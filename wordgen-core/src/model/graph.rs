use std::collections::HashMap;

use rand::Rng;

use crate::error::{Error, Result};

use super::node::TransitionNode;

/// First-order Markov graph over a sequence of words.
///
/// The graph owns one [`TransitionNode`] per distinct word, keyed by the
/// word itself. Edges are stored inside the nodes as successor counts;
/// every cross-reference is a plain word key looked up in `nodes`, never a
/// direct alias, so a word can be both the current word and its own
/// predecessor during ingestion without trouble.
///
/// # Responsibilities
/// - Ingest an ordered word sequence in one linear pass
/// - Answer the three queries: top-k successors, greedy chain, weighted
///   random chain
///
/// # Invariants
/// - Every word recorded as someone's successor has a node in `nodes`
/// - The sum of all node occurrence counts equals the number of ingested
///   words
/// - After construction the graph is read-only
#[derive(Debug, Clone)]
pub struct TransitionGraph {
	nodes: HashMap<String, TransitionNode>,
	/// Most recently ingested word, `None` before the first one.
	previous: Option<String>,
}

impl TransitionGraph {
	/// Builds a graph from an ordered, finite sequence of words.
	///
	/// Words are processed left to right: the first word only creates its
	/// node; every later word increments (or creates) its node and then
	/// records an edge from the previous word to itself.
	pub fn new<I, S>(words: I) -> Self
	where
		I: IntoIterator<Item = S>,
		S: AsRef<str>,
	{
		let mut graph = Self {
			nodes: HashMap::new(),
			previous: None,
		};
		for word in words {
			graph.add_word(word.as_ref());
		}
		graph
	}

	/// Number of distinct words in the graph.
	pub fn len(&self) -> usize {
		self.nodes.len()
	}

	/// Returns `true` if no word was ever ingested.
	pub fn is_empty(&self) -> bool {
		self.nodes.is_empty()
	}

	/// Looks up the node of `word`, if the word was ever ingested.
	pub fn node(&self, word: &str) -> Option<&TransitionNode> {
		self.nodes.get(word)
	}

	/// Ingests one word: bumps or creates its node, then records the edge
	/// coming from the previous word.
	fn add_word(&mut self, word: &str) {
		match self.nodes.get_mut(word) {
			Some(node) => node.record_occurrence(),
			None => {
				self.nodes.insert(word.to_owned(), TransitionNode::new(word));
			}
		}

		if let Some(previous) = self.previous.take() {
			// the previous word was ingested before us, its node exists
			if let Some(previous_node) = self.nodes.get_mut(&previous) {
				previous_node.record_successor(word);
			}
		}
		self.previous = Some(word.to_owned());
	}

	fn seed_node(&self, seed: &str) -> Result<&TransitionNode> {
		self.nodes
			.get(seed)
			.ok_or_else(|| Error::SeedNotFound(seed.to_owned()))
	}

	/// Returns the `k` most probable words following `seed`, best first.
	///
	/// Fewer than `k` words are returned when the seed has fewer distinct
	/// successors.
	///
	/// # Errors
	/// [`Error::SeedNotFound`] if `seed` was never ingested.
	pub fn top_successors(&self, seed: &str, k: usize) -> Result<Vec<String>> {
		Ok(self.seed_node(seed)?.top_successors(k))
	}

	/// Generates a chain of exactly `k` words, always advancing to the
	/// most probable successor of the current word.
	///
	/// When the current word has no successor the walk resets to the seed
	/// word instead of stopping, so the chain always reaches length `k`.
	///
	/// # Errors
	/// [`Error::SeedNotFound`] if `seed` was never ingested.
	pub fn generate_greedy_chain(&self, seed: &str, k: usize) -> Result<Vec<String>> {
		let seed_node = self.seed_node(seed)?;

		let mut chain = Vec::with_capacity(k);
		let mut current = seed_node;
		for _ in 0..k {
			chain.push(current.word().to_owned());
			current = current
				.most_probable_successor()
				.and_then(|next| self.nodes.get(next))
				.unwrap_or(seed_node);
		}
		Ok(chain)
	}

	/// Generates a chain of exactly `k` words, drawing each step at random
	/// weighted by successor frequency.
	///
	/// Same dead-end policy as [`Self::generate_greedy_chain`]: the walk
	/// resets to the seed word and the chain always reaches length `k`.
	/// The randomness source is supplied by the caller so runs can be made
	/// reproducible.
	///
	/// # Errors
	/// [`Error::SeedNotFound`] if `seed` was never ingested.
	pub fn generate_weighted_chain<R: Rng>(
		&self,
		seed: &str,
		k: usize,
		rng: &mut R,
	) -> Result<Vec<String>> {
		let seed_node = self.seed_node(seed)?;

		let mut chain = Vec::with_capacity(k);
		let mut current = seed_node;
		for _ in 0..k {
			chain.push(current.word().to_owned());
			current = current
				.weighted_random_successor(rng)
				.and_then(|next| self.nodes.get(next))
				.unwrap_or(seed_node);
		}
		Ok(chain)
	}
}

## YOUR OBJECTIVE
When a line of the material holds the string "TransitionGraph", copy that line.

## RESPONSE BELOW
pub struct TransitionGraph {
impl TransitionGraph {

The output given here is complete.